Currently there is an attempt to pass legislation that would ban smoking from all public buildings. Similar attempts have previously been made, but this time powerful backers have signed on and it looks likely to pass. In a perfect world I would rejoice. I love going to the local saloon, talking with the folks there or just listening to the local happenings and gossip. It’s a relaxing atmosphere and I enjoy it immensely. What I don’t enjoy is the smell of cigarettes permeating my clothes when I leave. No, in a perfect world that’s one aspect of the tavern I wouldn’t mind seeing disappear, but we don’t live in a perfect world.
This has me scared, this well-meaning but I think misguided effort. The poor tavern, my oasis, has withstood the years. It has withstood the ever-toughening DWI laws. It has lasted through good times and bad. Like a beaten fighter that won’t leave his feet, it’s been staggered but not floored. The enactment of this law though I fear might be the fatal blow that will knock it out of business.
When I walk into the tavern, I’m well aware that a non-smoker is in the minority. I know the dangers of secondhand smoke and I know it will be there in abundance. I’m an adult, all in there are. All have entered of their own volition; all are free to leave at any time. Does a smoker have the right to subject me to the dangers of their habit? No, not if it’s against my will. But if I’m informed of the facts, as all certainly are in this circumstance, and still choose to place myself in that environment then how can I possibly play the victim?
I go into the tavern and have a few beers now and then. I’m not compelled to do this. I don’t have any undeniable, irresistible urge to have a beer. Well there are summer days when that might not be true. But generally speaking it isn’t the liquid refreshment that draws me there. It’s the people I will find within. Those interesting characters I’ve come to know in the ten years I’ve lived in Knox. They’re my neighbors; they’re my friends.

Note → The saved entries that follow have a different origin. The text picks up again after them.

//! The external contract a database driver must satisfy to be pooled.
//!
//! Wire protocol, SQL parsing, prepared statements, transaction control, and
//! driver loading all live on the other side of this boundary; `cistern`
//! only ever calls the five operations below.

use std::collections::HashMap;
use std::future::Future;
use std::sync::Arc;

use crate::error::Error;

/// An opaque bag of key/value arguments forwarded verbatim to [`Driver::connect`].
///
/// `cistern` never inspects these; they exist so a `Driver` impl can carry
/// whatever host/credentials/TLS configuration its connection constructor needs
/// without the pool having to know its shape.
#[derive(Clone, Debug, Default)]
pub struct ConnectArgs(Arc<HashMap<String, String>>);

impl ConnectArgs {
    /// Starts an empty argument bag.
    pub fn new() -> Self {
        Self::default()
    }

    /// Inserts a key/value pair, returning `self` for chaining.
    pub fn with(mut self, key: impl Into<String>, value: impl Into<String>) -> Self {
        Arc::make_mut(&mut self.0).insert(key.into(), value.into());
        self
    }

    /// Looks up a previously inserted value.
    pub fn get(&self, key: &str) -> Option<&str> {
        self.0.get(key).map(String::as_str)
    }
}

/// Opens new connections on behalf of a [`Pool`][crate::Pool].
///
/// A `Driver` is the only thing a pool knows about "a database": given the
/// opaque `name` and [`ConnectArgs`] it was configured with, it produces a
/// [`PoolableConnection`]. Everything else — liveness checks, session reset,
/// teardown — is a property of the connection itself, not the driver.
pub trait Driver: Send + Sync + 'static {
    /// The connection type this driver produces.
    type Connection: PoolableConnection;

    /// Opens a single new connection.
    ///
    /// A failure here is fatal to *this* attempt only; the caller (background
    /// injection, or an inline connect for an async acquire) decides whether
    /// to retry.
    fn connect(
        &self,
        name: &str,
        args: &ConnectArgs,
    ) -> impl Future<Output = Result<Self::Connection, Error>> + Send + '_;
}

/// Operations `cistern` performs on a live connection.
///
/// Implementations must ensure [`ping`][Self::ping] never panics or blocks
/// indefinitely: it is a cheap liveness probe run on every handout.
pub trait PoolableConnection: Send + Sized + 'static {
    /// Cheap liveness check. Must not raise; a dead connection reports `false`,
    /// it does not return an error.
    fn ping(&mut self) -> impl Future<Output = bool> + Send + '_;

    /// Whether this particular connection may be scrubbed and handed to a
    /// different client, as opposed to being retired after every use.
    fn supports_reuse(&self) -> bool;

    /// Resets session state (temp tables, prepared statements, session
    /// variables) so the connection is safe to hand to an unrelated client.
    ///
    /// Idempotent. A failure here is treated as "this connection cannot be
    /// reused" rather than propagated to any waiting client.
    fn scrub_for_reuse(&mut self) -> impl Future<Output = Result<(), Error>> + Send + '_;

    /// Immediately releases driver-side resources. Consumes the connection.
    fn raw_disconnect(self) -> impl Future<Output = ()> + Send + 'static;
}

Some of them smoke and I wish they didn’t, though in honesty it isn’t my decision to make for them. Contrary to the currently portrayed public image, smoking doesn’t make them bad people. It also doesn’t make them any less interesting to converse with. It’s something they do and I accept it. I accept it because the value of their company outweighs the danger proximity places me in. Tell them they can no longer smoke there, alter their sanctuary from the world, and I fear they might well cease coming. In the process of sterilizing the air, the atmosphere, the very reason for going there, might be sterilized as well.
And what will we have gained? Such drastic measures remind one of the Vietnam era oxymoron “We had to burn the village to save it.” Is adding an extra burden onto the already struggling small business owners the only way to save me from secondhand smoke? If endangering the existence of the places I’m subjected to such imminent danger helps save me from myself, then far better to go the last yard and adopt even more draconian measures such as outlawing tobacco altogether. However as our lawmakers seem unwilling to take such severe and decisive steps, I would ask that they acknowledge my capacity for reason and allow me to make my own decisions in such regards.
I don’t like smoking. I don’t like what it’s doing to my friends and indirectly to me. I don’t like the smell or the residue it leaves. But is this enemy so vile that we must chance trampling into dust even its associations? Can there not be some form of comprise on this issue? If the question is raised: “Do I like breathing in all that secondhand smoke?” the answer is no. But if the question becomes: “Am I willing to risk seeing the demise of my local saloon, or any other business I frequent, rather than endure secondhand smoke?” the answer is not just no, but resoundingly hell no!